== WHAT IS REQUIRED ==
List, from the lines below, each one with "find" in it.

----------

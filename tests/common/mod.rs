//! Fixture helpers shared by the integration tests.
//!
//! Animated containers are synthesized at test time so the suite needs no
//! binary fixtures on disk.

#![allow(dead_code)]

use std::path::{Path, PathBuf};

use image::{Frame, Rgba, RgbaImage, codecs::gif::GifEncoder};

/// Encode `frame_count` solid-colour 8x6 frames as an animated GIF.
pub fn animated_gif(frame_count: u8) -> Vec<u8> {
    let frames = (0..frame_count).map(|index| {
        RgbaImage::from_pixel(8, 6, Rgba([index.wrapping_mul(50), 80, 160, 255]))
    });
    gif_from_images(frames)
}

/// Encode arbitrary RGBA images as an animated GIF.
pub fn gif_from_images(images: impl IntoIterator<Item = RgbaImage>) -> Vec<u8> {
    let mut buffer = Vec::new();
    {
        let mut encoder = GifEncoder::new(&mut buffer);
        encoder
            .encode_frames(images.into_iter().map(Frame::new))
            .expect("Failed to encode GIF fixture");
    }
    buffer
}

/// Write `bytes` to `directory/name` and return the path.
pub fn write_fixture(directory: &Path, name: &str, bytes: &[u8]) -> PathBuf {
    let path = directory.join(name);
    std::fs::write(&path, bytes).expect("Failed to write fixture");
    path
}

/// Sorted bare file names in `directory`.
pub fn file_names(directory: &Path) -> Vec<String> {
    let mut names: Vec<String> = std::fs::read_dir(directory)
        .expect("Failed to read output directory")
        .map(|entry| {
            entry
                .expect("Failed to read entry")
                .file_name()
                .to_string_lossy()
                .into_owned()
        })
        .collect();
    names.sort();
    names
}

----------

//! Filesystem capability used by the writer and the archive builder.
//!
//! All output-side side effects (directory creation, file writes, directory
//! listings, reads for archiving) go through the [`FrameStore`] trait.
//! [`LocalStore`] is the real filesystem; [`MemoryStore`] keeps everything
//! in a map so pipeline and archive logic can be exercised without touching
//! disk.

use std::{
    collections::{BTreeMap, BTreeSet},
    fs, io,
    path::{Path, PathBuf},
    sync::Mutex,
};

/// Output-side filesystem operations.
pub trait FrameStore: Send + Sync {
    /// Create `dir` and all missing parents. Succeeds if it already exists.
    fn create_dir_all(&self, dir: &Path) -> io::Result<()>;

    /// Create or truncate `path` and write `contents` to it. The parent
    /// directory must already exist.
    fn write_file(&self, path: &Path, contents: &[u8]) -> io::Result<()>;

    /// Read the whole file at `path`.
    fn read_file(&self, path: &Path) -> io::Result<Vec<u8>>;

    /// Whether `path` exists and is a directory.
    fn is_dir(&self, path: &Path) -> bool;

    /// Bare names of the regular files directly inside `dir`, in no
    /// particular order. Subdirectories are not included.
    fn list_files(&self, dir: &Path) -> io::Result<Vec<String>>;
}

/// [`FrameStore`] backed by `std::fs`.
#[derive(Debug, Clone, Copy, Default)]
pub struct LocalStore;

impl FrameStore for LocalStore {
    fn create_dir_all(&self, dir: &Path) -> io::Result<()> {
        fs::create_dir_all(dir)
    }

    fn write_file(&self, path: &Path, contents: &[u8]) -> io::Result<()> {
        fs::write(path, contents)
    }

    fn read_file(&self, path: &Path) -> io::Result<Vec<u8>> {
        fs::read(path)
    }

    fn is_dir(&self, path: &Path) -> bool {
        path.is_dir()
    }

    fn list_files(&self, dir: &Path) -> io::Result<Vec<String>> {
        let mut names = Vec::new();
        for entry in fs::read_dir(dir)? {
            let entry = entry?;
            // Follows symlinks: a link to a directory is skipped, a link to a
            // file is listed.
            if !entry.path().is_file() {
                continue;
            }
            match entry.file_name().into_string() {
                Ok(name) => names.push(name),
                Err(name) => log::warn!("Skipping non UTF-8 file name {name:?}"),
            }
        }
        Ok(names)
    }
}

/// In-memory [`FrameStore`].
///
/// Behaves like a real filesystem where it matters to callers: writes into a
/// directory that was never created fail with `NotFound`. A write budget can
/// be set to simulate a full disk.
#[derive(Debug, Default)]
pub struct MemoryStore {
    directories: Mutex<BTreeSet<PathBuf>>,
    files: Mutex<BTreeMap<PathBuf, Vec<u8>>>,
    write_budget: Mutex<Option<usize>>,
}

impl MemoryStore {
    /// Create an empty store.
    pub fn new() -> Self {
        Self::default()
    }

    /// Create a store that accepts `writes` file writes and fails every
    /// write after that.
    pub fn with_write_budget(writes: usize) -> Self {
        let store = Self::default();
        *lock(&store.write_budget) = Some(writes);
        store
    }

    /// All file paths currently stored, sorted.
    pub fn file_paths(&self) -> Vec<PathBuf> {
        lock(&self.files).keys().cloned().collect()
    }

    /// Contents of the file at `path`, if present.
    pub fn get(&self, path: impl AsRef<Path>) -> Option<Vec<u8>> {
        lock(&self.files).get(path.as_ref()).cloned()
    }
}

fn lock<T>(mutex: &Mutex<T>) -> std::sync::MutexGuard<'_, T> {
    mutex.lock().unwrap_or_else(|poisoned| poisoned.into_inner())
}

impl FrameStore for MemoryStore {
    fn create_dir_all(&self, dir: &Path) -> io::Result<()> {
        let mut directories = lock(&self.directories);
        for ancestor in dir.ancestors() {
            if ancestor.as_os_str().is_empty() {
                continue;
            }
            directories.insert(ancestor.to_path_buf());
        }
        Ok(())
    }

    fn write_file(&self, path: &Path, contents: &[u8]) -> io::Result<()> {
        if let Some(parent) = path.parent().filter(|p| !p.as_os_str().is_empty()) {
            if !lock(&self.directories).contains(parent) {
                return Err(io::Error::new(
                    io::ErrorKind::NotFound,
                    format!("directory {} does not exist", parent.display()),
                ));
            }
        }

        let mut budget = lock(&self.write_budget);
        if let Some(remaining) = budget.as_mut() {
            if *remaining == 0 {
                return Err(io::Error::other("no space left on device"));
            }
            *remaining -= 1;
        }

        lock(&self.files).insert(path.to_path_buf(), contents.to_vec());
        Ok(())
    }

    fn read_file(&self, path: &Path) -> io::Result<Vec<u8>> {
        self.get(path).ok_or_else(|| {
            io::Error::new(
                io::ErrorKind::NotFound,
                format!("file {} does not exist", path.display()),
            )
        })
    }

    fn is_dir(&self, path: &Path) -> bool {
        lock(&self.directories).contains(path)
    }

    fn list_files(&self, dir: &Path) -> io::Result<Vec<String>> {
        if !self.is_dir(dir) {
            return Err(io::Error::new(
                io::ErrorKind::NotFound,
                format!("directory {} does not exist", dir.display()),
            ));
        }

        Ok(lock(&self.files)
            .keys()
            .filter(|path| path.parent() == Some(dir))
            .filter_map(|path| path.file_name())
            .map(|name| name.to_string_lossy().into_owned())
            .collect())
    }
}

----------

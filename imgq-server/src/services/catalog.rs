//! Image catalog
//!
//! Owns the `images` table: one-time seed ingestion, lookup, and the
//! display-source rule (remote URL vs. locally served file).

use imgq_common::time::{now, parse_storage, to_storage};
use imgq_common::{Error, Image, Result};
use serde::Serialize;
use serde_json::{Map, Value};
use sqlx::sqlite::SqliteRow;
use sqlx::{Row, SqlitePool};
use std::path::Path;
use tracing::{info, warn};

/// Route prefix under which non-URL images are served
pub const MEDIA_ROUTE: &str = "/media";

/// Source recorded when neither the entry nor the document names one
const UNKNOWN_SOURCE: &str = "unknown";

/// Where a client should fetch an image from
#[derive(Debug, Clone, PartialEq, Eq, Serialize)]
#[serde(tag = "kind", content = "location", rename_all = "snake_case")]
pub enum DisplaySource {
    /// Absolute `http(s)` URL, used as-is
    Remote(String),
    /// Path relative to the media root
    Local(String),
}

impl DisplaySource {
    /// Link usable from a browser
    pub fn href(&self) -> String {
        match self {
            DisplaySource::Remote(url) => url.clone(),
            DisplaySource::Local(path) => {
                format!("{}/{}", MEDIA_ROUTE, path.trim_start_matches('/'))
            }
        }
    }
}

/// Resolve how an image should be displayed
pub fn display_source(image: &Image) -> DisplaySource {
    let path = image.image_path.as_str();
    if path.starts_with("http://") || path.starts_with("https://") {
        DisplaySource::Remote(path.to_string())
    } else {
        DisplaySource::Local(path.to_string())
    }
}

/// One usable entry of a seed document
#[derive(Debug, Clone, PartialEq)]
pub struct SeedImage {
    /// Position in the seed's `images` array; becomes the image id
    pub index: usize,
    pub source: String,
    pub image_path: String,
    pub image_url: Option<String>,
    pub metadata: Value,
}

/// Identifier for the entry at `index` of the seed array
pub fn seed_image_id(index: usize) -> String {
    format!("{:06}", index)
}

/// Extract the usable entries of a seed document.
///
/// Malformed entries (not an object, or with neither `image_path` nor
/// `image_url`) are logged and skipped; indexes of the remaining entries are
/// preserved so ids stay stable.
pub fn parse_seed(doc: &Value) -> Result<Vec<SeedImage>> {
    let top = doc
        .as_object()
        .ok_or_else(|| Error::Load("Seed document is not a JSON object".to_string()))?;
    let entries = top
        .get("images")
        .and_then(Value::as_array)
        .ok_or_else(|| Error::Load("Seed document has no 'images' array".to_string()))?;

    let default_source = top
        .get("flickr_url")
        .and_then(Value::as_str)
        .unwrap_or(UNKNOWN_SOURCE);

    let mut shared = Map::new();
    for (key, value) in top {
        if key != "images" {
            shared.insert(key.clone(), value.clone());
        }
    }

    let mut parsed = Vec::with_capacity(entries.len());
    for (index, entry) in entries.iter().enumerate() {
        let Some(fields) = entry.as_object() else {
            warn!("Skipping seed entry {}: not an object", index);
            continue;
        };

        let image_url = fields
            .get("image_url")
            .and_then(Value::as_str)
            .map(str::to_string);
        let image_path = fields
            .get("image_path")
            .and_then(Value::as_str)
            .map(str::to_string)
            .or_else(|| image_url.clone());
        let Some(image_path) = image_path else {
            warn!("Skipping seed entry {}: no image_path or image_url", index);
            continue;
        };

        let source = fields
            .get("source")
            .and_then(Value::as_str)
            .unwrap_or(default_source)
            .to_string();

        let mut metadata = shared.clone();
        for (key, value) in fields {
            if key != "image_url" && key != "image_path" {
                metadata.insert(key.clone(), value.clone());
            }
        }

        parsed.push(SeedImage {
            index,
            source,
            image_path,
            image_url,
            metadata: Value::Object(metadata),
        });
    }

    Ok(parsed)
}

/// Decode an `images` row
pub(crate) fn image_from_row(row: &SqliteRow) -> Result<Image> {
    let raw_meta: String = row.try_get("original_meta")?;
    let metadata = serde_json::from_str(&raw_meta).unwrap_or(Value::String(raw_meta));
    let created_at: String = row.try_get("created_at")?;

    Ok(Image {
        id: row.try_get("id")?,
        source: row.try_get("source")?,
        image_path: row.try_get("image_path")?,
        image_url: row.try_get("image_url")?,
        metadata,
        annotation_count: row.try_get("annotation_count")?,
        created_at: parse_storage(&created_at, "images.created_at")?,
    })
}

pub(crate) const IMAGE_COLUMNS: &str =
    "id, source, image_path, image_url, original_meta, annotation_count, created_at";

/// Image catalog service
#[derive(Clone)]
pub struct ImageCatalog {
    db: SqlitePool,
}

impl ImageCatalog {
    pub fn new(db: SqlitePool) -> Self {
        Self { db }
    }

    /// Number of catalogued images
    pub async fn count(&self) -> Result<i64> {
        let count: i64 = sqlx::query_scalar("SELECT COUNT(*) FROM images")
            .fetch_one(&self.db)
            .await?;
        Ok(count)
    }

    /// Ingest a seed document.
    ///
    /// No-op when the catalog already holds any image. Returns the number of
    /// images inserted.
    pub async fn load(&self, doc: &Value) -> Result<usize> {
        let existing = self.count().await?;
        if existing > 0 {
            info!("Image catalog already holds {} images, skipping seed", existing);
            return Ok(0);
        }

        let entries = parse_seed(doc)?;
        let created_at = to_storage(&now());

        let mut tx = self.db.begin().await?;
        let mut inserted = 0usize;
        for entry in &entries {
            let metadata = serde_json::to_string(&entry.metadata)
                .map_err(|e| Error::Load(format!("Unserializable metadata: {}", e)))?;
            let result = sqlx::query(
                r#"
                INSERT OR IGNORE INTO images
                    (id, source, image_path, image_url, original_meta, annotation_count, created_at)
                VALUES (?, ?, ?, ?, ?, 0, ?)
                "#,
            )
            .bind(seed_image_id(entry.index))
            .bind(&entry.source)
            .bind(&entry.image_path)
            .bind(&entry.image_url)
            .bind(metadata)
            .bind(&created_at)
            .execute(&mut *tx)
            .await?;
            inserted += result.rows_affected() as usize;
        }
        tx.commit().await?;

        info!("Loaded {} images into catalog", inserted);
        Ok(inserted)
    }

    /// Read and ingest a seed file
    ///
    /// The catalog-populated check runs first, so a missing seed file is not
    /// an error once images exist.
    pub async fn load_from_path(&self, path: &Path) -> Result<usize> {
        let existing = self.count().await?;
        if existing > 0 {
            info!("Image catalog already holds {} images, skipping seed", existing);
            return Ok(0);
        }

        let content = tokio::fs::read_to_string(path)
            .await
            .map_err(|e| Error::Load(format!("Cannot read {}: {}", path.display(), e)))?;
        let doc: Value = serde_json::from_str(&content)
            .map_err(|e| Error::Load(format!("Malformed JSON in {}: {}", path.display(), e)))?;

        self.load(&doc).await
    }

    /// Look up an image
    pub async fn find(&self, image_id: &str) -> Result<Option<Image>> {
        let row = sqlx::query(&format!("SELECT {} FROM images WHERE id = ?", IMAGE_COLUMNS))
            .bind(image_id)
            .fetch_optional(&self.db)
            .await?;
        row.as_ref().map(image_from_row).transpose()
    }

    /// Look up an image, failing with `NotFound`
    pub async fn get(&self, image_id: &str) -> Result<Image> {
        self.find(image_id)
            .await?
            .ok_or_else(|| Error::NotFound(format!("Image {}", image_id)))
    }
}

----------

== RESPONSE BOX ==
    pub async fn find(&self, image_id: &str) -> Result<Option<Image>> {
        self.find(image_id)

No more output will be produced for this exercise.